Work instruction
Exactness is required. Restate every entry as written.

(Stored dataset items)
>>

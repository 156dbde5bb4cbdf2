pub mod narrate_request;
pub mod narrate_response;
pub mod narrate_route;
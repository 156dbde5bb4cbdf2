pub mod risk_request;
pub mod risk_route;
//! Provider facade for chat completions.
//!
//! - Lives in the same Tokio runtime as the application.
//! - Construct once at startup, wrap in `Arc`, and share with handlers.
//! - Holds exactly one concrete provider client; the HTTP client inside it is
//!   built once and reused for every call.
//!
//! # Example
//! ```no_run
//! use std::sync::Arc;
//! use ai_llm_service::{ChatConfig, ChatMessage, ChatModel, ChatRequest, LlmChatService};
//! use ai_llm_service::config::default_config::config_from_env;
//!
//! # async fn run() -> Result<(), ai_llm_service::AiLlmError> {
//! let svc: Arc<dyn ChatModel> = Arc::new(LlmChatService::from_config(config_from_env()?)?);
//! let completion = svc
//!     .chat(ChatRequest::new(
//!         vec![ChatMessage::user("hello", "Say hi")],
//!         ChatConfig::with_max_tokens(32),
//!     ))
//!     .await?;
//! println!("{}", completion.content);
//! # Ok(()) }
//! ```

use async_trait::async_trait;

use crate::{
    chat::{ChatModel, ChatRequest, Completion},
    config::{llm_model_config::LlmModelConfig, llm_provider::LlmProvider},
    error_handler::AiLlmError,
    services::{gemini_service::GeminiService, ollama_service::OllamaService},
};

/// Concrete chat client with enum dispatch over the supported providers.
#[derive(Debug)]
pub enum LlmChatService {
    Gemini(GeminiService),
    Ollama(OllamaService),
}

impl LlmChatService {
    /// Builds the provider client selected by `cfg.provider`.
    ///
    /// # Errors
    /// Propagates the provider constructor's validation errors.
    pub fn from_config(cfg: LlmModelConfig) -> Result<Self, AiLlmError> {
        Ok(match cfg.provider {
            LlmProvider::Gemini => LlmChatService::Gemini(GeminiService::new(cfg)?),
            LlmProvider::Ollama => LlmChatService::Ollama(OllamaService::new(cfg)?),
        })
    }

    pub fn provider(&self) -> LlmProvider {
        match self {
            LlmChatService::Gemini(_) => LlmProvider::Gemini,
            LlmChatService::Ollama(_) => LlmProvider::Ollama,
        }
    }
}

#[async_trait]
impl ChatModel for LlmChatService {
    async fn chat(&self, request: ChatRequest) -> Result<Completion, AiLlmError> {
        match self {
            LlmChatService::Gemini(svc) => svc.chat(&request).await,
            LlmChatService::Ollama(svc) => svc.chat(&request).await,
        }
    }
}
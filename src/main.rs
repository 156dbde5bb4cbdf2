use std::error::Error;

use ai_llm_service::telemetry::{self, TelemetryConfig};

#[tokio::main]
async fn main() -> Result<(), Box<dyn Error>> {
    // Load environment variables from .env file when present.
    dotenvy::dotenv().ok();

    telemetry::init(&TelemetryConfig::from_env())?;

    api::start().await?;

    Ok(())
}
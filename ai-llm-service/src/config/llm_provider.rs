use std::str::FromStr;

use crate::error_handler::ConfigError;

/// Represents the provider (backend) used for chat completions.
///
/// # Examples
///
/// ```
/// use ai_llm_service::LlmProvider;
///
/// let provider: LlmProvider = "gemini".parse().unwrap();
/// assert_eq!(provider, LlmProvider::Gemini);
/// ```
#[derive(Debug, Clone, Copy, PartialEq, Eq, Hash)]
pub enum LlmProvider {
    /// Google Gemini `generateContent` API.
    Gemini,
    /// Local or self-hosted Ollama runtime.
    Ollama,
}

impl LlmProvider {
    pub fn as_str(self) -> &'static str {
        match self {
            LlmProvider::Gemini => "gemini",
            LlmProvider::Ollama => "ollama",
        }
    }
}

impl FromStr for LlmProvider {
    type Err = ConfigError;

    fn from_str(s: &str) -> Result<Self, Self::Err> {
        match s.trim().to_ascii_lowercase().as_str() {
            "gemini" | "google" => Ok(LlmProvider::Gemini),
            "ollama" => Ok(LlmProvider::Ollama),
            other => Err(ConfigError::UnsupportedProvider(other.to_string())),
        }
    }
}
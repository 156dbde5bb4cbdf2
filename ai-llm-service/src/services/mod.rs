pub mod gemini_service;
pub mod ollama_service;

<<

Task output
repository 156dbde5bb4cbdf2
pub mod narrate_request;
pub mod narrate_response;
pub mod narrate_route;
repository 156dbde5bb4cbdf2
pub mod risk_request;
pub mod risk_route;
//! Provider facade for chat completions.
//!
//! - Lives in the same Tokio runtime as the application.
//! - Construct once at startup, wrap in `Arc`, and share with handlers.
//! - Holds exactly one concrete provider client; the HTTP client inside it is
//!   built once and reused for every call.
//!
//! # Example
//! ```no_run
//! use std::sync::Arc;
//! use ai_llm_service::{ChatConfig, ChatMessage, ChatModel, ChatRequest, LlmChatService};
//! use ai_llm_service::config::default_config::config_from_env;
//!
//! # async fn run() -> Result<(), ai_llm_service::AiLlmError> {
//! let svc: Arc<dyn ChatModel> = Arc::new(LlmChatService::from_config(config_from_env()?)?);
//! let completion = svc
//!     .chat(ChatRequest::new(
//!         vec![ChatMessage::user("hello", "Say hi")],
//!         ChatConfig::with_max_tokens(32),
//!     ))
//!     .await?;
//! println!("{}", completion.content);
//! # Ok(()) }
//! ```

use async_trait::async_trait;

use crate::{
    chat::{ChatModel, ChatRequest, Completion},
    config::{llm_model_config::LlmModelConfig, llm_provider::LlmProvider},
    error_handler::AiLlmError,
    services::{gemini_service::GeminiService, ollama_service::OllamaService},
};

/// Concrete chat client with enum dispatch over the supported providers.
#[derive(Debug)]
pub enum LlmChatService {
    Gemini(GeminiService),
    Ollama(OllamaService),
}

impl LlmChatService {
    /// Builds the provider client selected by `cfg.provider`.
    ///
    /// # Errors
    /// Propagates the provider constructor's validation errors.
    pub fn from_config(cfg: LlmModelConfig) -> Result<Self, AiLlmError> {
        Ok(match cfg.provider {
            LlmProvider::Gemini => LlmChatService::Gemini(GeminiService::new(cfg)?),
            LlmProvider::Ollama => LlmChatService::Ollama(OllamaService::new(cfg)?),
        })
    }

    pub fn provider(&self) -> LlmProvider {
        match self {
            LlmChatService::Gemini(_) => LlmProvider::Gemini,
            LlmChatService::Ollama(_) => LlmProvider::Ollama,
        }
    }
}

#[async_trait]
impl ChatModel for LlmChatService {
    async fn chat(&self, request: ChatRequest) -> Result<Completion, AiLlmError> {
        match self {
            LlmChatService::Gemini(svc) => svc.chat(&request).await,
            LlmChatService::Ollama(svc) => svc.chat(&request).await,
        }
    }
}
filename src/main.rs
repository 156dbde5bb4cbdf2
use std::error::Error;

use ai_llm_service::telemetry::{self, TelemetryConfig};

#[tokio::main]
async fn main() -> Result<(), Box<dyn Error>> {
    // Load environment variables from .env file when present.
    dotenvy::dotenv().ok();

    telemetry::init(&TelemetryConfig::from_env())?;

    api::start().await?;

    Ok(())
}
filename ai-llm-service/src/config/llm_provider.rs
use std::str::FromStr;

use crate::error_handler::ConfigError;

/// Represents the provider (backend) used for chat completions.
///
/// # Examples
///
/// ```
/// use ai_llm_service::LlmProvider;
///
/// let provider: LlmProvider = "gemini".parse().unwrap();
/// assert_eq!(provider, LlmProvider::Gemini);
/// ```
#[derive(Debug, Clone, Copy, PartialEq, Eq, Hash)]
pub enum LlmProvider {
    /// Google Gemini `generateContent` API.
    Gemini,
    /// Local or self-hosted Ollama runtime.
    Ollama,
}

impl LlmProvider {
    pub fn as_str(self) -> &'static str {
        match self {
            LlmProvider::Gemini => "gemini",
            LlmProvider::Ollama => "ollama",
        }
    }
}

impl FromStr for LlmProvider {
    type Err = ConfigError;

    fn from_str(s: &str) -> Result<Self, Self::Err> {
        match s.trim().to_ascii_lowercase().as_str() {
            "gemini" | "google" => Ok(LlmProvider::Gemini),
            "ollama" => Ok(LlmProvider::Ollama),
            other => Err(ConfigError::UnsupportedProvider(other.to_string())),
        }
    }
}
repository 156dbde5bb4cbdf2
filename ai-llm-service/src/services/mod.rs
pub mod gemini_service;
pub mod ollama_service;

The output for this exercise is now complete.